Both equal-cost paths are used simultaneously (ECMP load balancing); if one path (Spine) dies, routing reconverges and auto-reroutes over the remaining path.

Small designs center on MLAG+VRRP (L2-centric); large ones center on L3 routing (ECMP+BGP).


[08] Physical-Layer Values You Must Align — MTU/Jumbo, FEC, Transceivers

Not redundancy per se, but for a 25G link to work at all, both ends must agree on these physical/link-layer values. Mismatches break link quality or the connection itself — before redundancy is even relevant.

  • Jumbo Frames (MTU 9000+): improve large-transfer efficiency. The entire path (server NIC, bond, switch port, SVI) must share the same MTU; one mismatch causes fragmentation or blackholing.
  • FEC (RS-FEC): corrects bit errors on 25G+ links. Both ends must use the same FEC mode for a stable link → see the 25G verification post.
  • Transceiver compatibility: if the switch blocks a module as xcvr-unsupported, the link never comes up → see the GBIC test post.

[09] Modern Alternatives at Scale — VXLAN/EVPN and Anycast Gateway

At scale, to get past VLAN limits (4094 IDs, hard L2 extension), people use VXLAN (tunneling L2 over L3) and EVPN (its control plane).

The gateway is then made redundant with an Anycast Gateway — every leaf switch holds the same gateway IP/MAC simultaneously, so wherever a server attaches, the nearest switch is its gateway.

For this post’s scope (small-to-mid switch redundancy), MLAG+VRRP is enough. VXLAN/EVPN is the “bigger picture” — knowing the concept is enough.


[10] Quick Glossary

Term One-line definition Layer Redundancy role
VLAN A logically partitioned broadcast domain on a switch L2 Segmentation (foundation)
SVI Virtual L3 interface giving a VLAN an IP (gateway) L3 Basis for VRRP
LACP Protocol that auto-bundles links into one (802.3ad) L2 Link redundancy
Port-Channel/LAG The logical link formed by LACP L2 Bandwidth + redundancy
MLAG / VLT Two switches as one — chassis redundancy (Arista/Dell) L2 Switch redundancy
Peer-Link/Keepalive MLAG state-sync and liveness paths between the two switches L2 MLAG stability
STP Blocks L2 loops L2 Loop prevention
VRRP Master/Backup auto-handoff of a VIP L3 Gateway redundancy
VIP Virtual gateway IP held by the active device L3 Gateway redundancy
FHRP (HSRP/GLBP) Umbrella term for gateway-redundancy protocols (incl. VRRP) L3 Gateway redundancy
bonding Bundling server NICs (LACP/active-backup) Server Server uplink redundancy
ECMP Equal-cost multipath distribution/reroute L3 Path redundancy
OSPF/BGP Dynamic routing learning/reconvergence L3 Path redundancy
IPMI/BMC OOB hardware management separate from the OS Mgmt Management-path redundancy
PXE Network boot (DHCP+TFTP) Boot Provisioning
DHCP relay Relays to a DHCP server in another VLAN (ip helper-address) L3 Enables PXE
Jumbo/MTU Large frames; must match across the path L2/L3 (performance)
FEC (RS-FEC) Bit-error correction on fast links, both ends matched L1 (link stability)
VXLAN/EVPN L2 over L3 + Anycast Gateway overlay Large-scale redundancy

[11] Wrap-up

Switch redundancy is not a single technology but a combination of per-layer techniques.

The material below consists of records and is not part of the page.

use alloc::vec::Vec;
use core::any::Any;

use fastlist::{
    CompletionEvent, DataSource, Easing, Extension, ListContext, OverlayAnim, PointerEvent,
    PointerKind, PointerTarget, SlotId, Target, Ticket, Transition,
};

use crate::swap::{Candidate, SwapSet, compute_changes};

// Steps scheduled through the list context.
const ELEVATE: u32 = 0;
const LISTEN: u32 = 1;
const HIDE_OVERLAY: u32 = 2;
const COMMIT: u32 = 3;
const REVEAL_OVERLAY: u32 = 4;

#[derive(Clone, Copy, Debug, Default, PartialEq, Eq)]
#[cfg_attr(feature = "serde", derive(serde::Serialize, serde::Deserialize))]
pub enum ReorderState {
    #[default]
    Idle,
    /// Following the pointer.
    Dragging,
    /// Released; displaced items settle before the new order is committed.
    Committing,
}

/// State of the gesture in progress.
#[derive(Clone, Debug)]
struct Drag {
    slot: SlotId,
    initial_y: i64,
    pointer: Option<u64>,
    swaps: SwapSet,
}

/// Drag-to-reorder for a [`fastlist::FastList`] in edit mode.
///
/// A press on an item's drag handle lifts the item; it then follows the pointer while the items
/// it passes make room, one item height at a time. On release everything settles into place and
/// the record is moved through the data source (`remove_at_index` then `insert_at_index`, within
/// the dragged item's section).
///
/// Only one gesture is tracked at a time; a second press while busy is ignored.
#[derive(Clone, Debug)]
pub struct Reorder {
    state: ReorderState,
    drag: Option<Drag>,
    /// Element whose overlay is revealed after the commit.
    settling: Option<SlotId>,
    step_ms: u64,
}

impl Default for Reorder {
    fn default() -> Self {
        Self::new()
    }
}

impl Reorder {
    pub fn new() -> Self {
        Self {
            state: ReorderState::Idle,
            drag: None,
            settling: None,
            step_ms: 150,
        }
    }

    /// Duration of a one item-height move. The drop animation scales with its distance.
    pub fn with_step_ms(mut self, step_ms: u64) -> Self {
        self.step_ms = step_ms;
        self
    }

    pub fn state(&self) -> ReorderState {
        self.state
    }

    /// The item being dragged, until the commit.
    pub fn dragged(&self) -> Option<SlotId> {
        self.drag.as_ref().map(|drag| drag.slot)
    }

    /// Items currently moved up to make room (the dragged item went down past them).
    pub fn displaced_up(&self) -> usize {
        self.drag.as_ref().map_or(0, |drag| drag.swaps.up.len())
    }

    /// Items currently moved down to make room.
    pub fn displaced_down(&self) -> usize {
        self.drag.as_ref().map_or(0, |drag| drag.swaps.down.len())
    }

    fn start<S: DataSource>(
        &mut self,
        cx: &mut ListContext<'_, S>,
        slot: SlotId,
        event: &PointerEvent,
    ) -> bool {
        if self.state != ReorderState::Idle {
            rotrace!(?slot, "already reordering");
            return true;
        }
        if cx.pool().get(slot).and_then(|item| item.index()).is_none() {
            return false;
        }

        self.drag = Some(Drag {
            slot,
            initial_y: event.y,
            pointer: event.id,
            swaps: SwapSet::default(),
        });
        self.state = ReorderState::Dragging;

        // Moves are only listened to once the item is lifted.
        let lifted = cx.mutation(ELEVATE);
        let listening = cx.join(&[lifted], LISTEN);
        cx.feedback_after(
            &[listening],
            HIDE_OVERLAY,
            Target::Item(slot),
            CompletionEvent::AnimationEnd,
        );
        rodebug!(?slot, y = event.y, "reorder start");
        true
    }

    fn drag_move<S: DataSource>(
        &mut self,
        cx: &mut ListContext<'_, S>,
        event: &PointerEvent,
    ) -> bool {
        if self.state != ReorderState::Dragging {
            return false;
        }
        if event.is_multi_touch() {
            return true;
        }
        let step_ms = self.step_ms;
        let Some(drag) = self.drag.as_mut() else {
            return false;
        };
        let delta = event.y - drag.initial_y;

        let before = drag.swaps.sizes();
        if refresh_swaps(cx, drag, delta) && drag.swaps.sizes() != before {
            apply_changes(cx, &drag.swaps, drag.slot, step_ms);
        }
        cx.set_tweak(drag.slot, delta);
        rotrace!(
            delta,
            up = drag.swaps.up.len(),
            down = drag.swaps.down.len(),
            "reorder move"
        );
        true
    }

    fn end<S: DataSource>(&mut self, cx: &mut ListContext<'_, S>, event: &PointerEvent) -> bool {
        if self.state != ReorderState::Dragging {
            return false;
        }
        let step_ms = self.step_ms;
        let Some(drag) = self.drag.as_mut() else {
            return false;
        };
        cx.detach_pointer_move();

        if event.id == drag.pointer {
            refresh_swaps(cx, drag, event.y - drag.initial_y);
        }
        self.state = ReorderState::Committing;

        let mut settled = apply_changes(cx, &drag.swaps, drag.slot, step_ms);
        settled.extend(move_in_place(cx, drag, step_ms));
        cx.join(&settled, COMMIT);
        rodebug!(
            up = drag.swaps.up.len(),
            down = drag.swaps.down.len(),
            waiting = settled.len(),
            "reorder end"
        );
        true
    }

    fn commit<S: DataSource>(&mut self, cx: &mut ListContext<'_, S>) {
        let Some(drag) = self.drag.take() else {
            return;
        };
        self.state = ReorderState::Idle;

        let from = cx.pool().get(drag.slot).and_then(|item| item.index());
        let committed = from.is_some_and(|from| {
            let to = (from as i64 + drag.swaps.shift()).max(0) as usize;
            rodebug!(from, to, "reorder commit");
            cx.commit_move(from, to)
        });
        if !committed {
            // The dragged element was recycled away: only undo the offsets.
            for slot in cx.pool().slot_ids() {
                cx.set_tweak(slot, 0);
                if let Some(style) = cx.style_mut(slot) {
                    style.transition = None;
                }
            }
        }

        if let Some(style) = cx.style_mut(drag.slot) {
            style.elevated = false;
        }
        cx.set_reordering(false);

        self.settling = Some(drag.slot);
        cx.feedback_after(
            &[],
            REVEAL_OVERLAY,
            Target::Item(drag.slot),
            CompletionEvent::AnimationEnd,
        );
    }
}

fn candidates<S: DataSource>(cx: &ListContext<'_, S>) -> Vec<Candidate> {
    let pool = cx.pool();
    pool.mapped()
        .filter_map(|(_, slot)| {
            let item = pool.get(slot)?;
            Some(Candidate {
                slot,
                section: item.section(),
                position: item.position(),
                tweak: item.tweak(),
            })
        })
        .collect()
}

/// Recomputes the swap sets for `delta`. Returns `false` when the dragged item is not mounted.
fn refresh_swaps<S: DataSource>(cx: &ListContext<'_, S>, drag: &mut Drag, delta: i64) -> bool {
    let items = candidates(cx);
    let Some(&dragged) = items.iter().find(|c| c.slot == drag.slot) else {
        return false;
    };
    compute_changes(&mut drag.swaps, &dragged, delta, &items);
    true
}

/// Animates every mounted item to the offset its swap-set membership asks for.
fn apply_changes<S: DataSource>(
    cx: &mut ListContext<'_, S>,
    swaps: &SwapSet,
    dragged: SlotId,
    step_ms: u64,
) -> Vec<Ticket> {
    let height = cx.geometry().item_height as i64;
    let transition = Transition::transform(step_ms, Easing::Ease);
    let offsets: Vec<(SlotId, i64)> = cx
        .pool()
        .mapped()
        .filter(|&(_, slot)| slot != dragged)
        .filter_map(|(_, slot)| Some((slot, cx.pool().get(slot)?.tweak())))
        .collect();

    let mut tickets = Vec::new();
    for (slot, tweak) in offsets {
        let target = if swaps.down.contains(&slot) {
            height
        } else if swaps.up.contains(&slot) {
            -height
        } else {
            0
        };
        if tweak != target {
            tickets.push(cx.animate_tweak(slot, target, transition));
        }
    }
    tickets
}

/// Drops the dragged item onto its resting offset. `None` when it is already there.
fn move_in_place<S: DataSource>(
    cx: &mut ListContext<'_, S>,
    drag: &Drag,
    step_ms: u64,
) -> Option<Ticket> {
    let height = cx.geometry().item_height as i64;
    let current = cx.pool().get(drag.slot)?.tweak();
    let resting = drag.swaps.shift() * height;
    if current == 0 || current == resting || height == 0 {
        cx.set_tweak(drag.slot, resting);
        return None;
    }
    let duration = current.abs_diff(resting) * step_ms / height as u64;
    Some(cx.animate_tweak(
        drag.slot,
        resting,
        Transition::transform(duration, Easing::Linear),
    ))
}

impl<S: DataSource> Extension<S> for Reorder {
    fn pointer(&mut self, cx: &mut ListContext<'_, S>, event: &PointerEvent) -> bool {
        match (event.kind, event.target) {
            (PointerKind::Down, PointerTarget::DragHandle(slot)) => {
                if !cx.editing() || event.is_multi_touch() {
                    return false;
                }
                self.start(cx, slot, event)
            }
            (PointerKind::Down, _) => false,
            (PointerKind::Move, _) => self.drag_move(cx, event),
            (PointerKind::Up, _) => self.end(cx, event),
        }
    }

    fn resume(&mut self, cx: &mut ListContext<'_, S>, step: u32) {
        match step {
            ELEVATE => {
                if let Some(style) = self.dragged().and_then(|slot| cx.style_mut(slot)) {
                    style.elevated = true;
                }
                cx.set_reordering(true);
            }
            LISTEN => {
                if self.state == ReorderState::Dragging {
                    cx.attach_pointer_move();
                }
            }
            HIDE_OVERLAY => {
                if let Some(style) = self.dragged().and_then(|slot| cx.style_mut(slot)) {
                    style.overlay = Some(OverlayAnim::Hide);
                }
            }
            COMMIT => self.commit(cx),
            REVEAL_OVERLAY => {
                if let Some(style) = self.settling.take().and_then(|slot| cx.style_mut(slot)) {
                    style.overlay = Some(OverlayAnim::Reveal);
                }
            }
            _ => {}
        }
    }

    fn as_any(&self) -> &dyn Any {
        self
    }

    fn as_any_mut(&mut self) -> &mut dyn Any {
        self
    }
}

  1. VLAN/SVI segment the network and create gateways.
  2. LACP/Port-Channel make links redundant; MLAG/VLT makes the switch chassis redundant (synced via Peer-Link/Keepalive, with split-brain prevented).
  3. VRRP/VIP (FHRP) make the gateway redundant; ECMP/BGP make the upstream path redundant.
  4. The server attaches to both switches at once via bonding (802.3ad).
  5. IPMI/BMC provides an OS-independent management path; PXE provides the provisioning path.

At the physical layer you must align MTU, FEC, and transceiver compatibility on both ends for the link to work, and at scale VXLAN/EVPN + Anycast Gateway becomes the alternative. With these in mind, terms like Management1, Port-Channel, VLAN, gateway, and bonding from the Arista management-IP, 25G-link, transceiver, and netplan posts fall into place — you can see where each one sits in a single redundancy picture.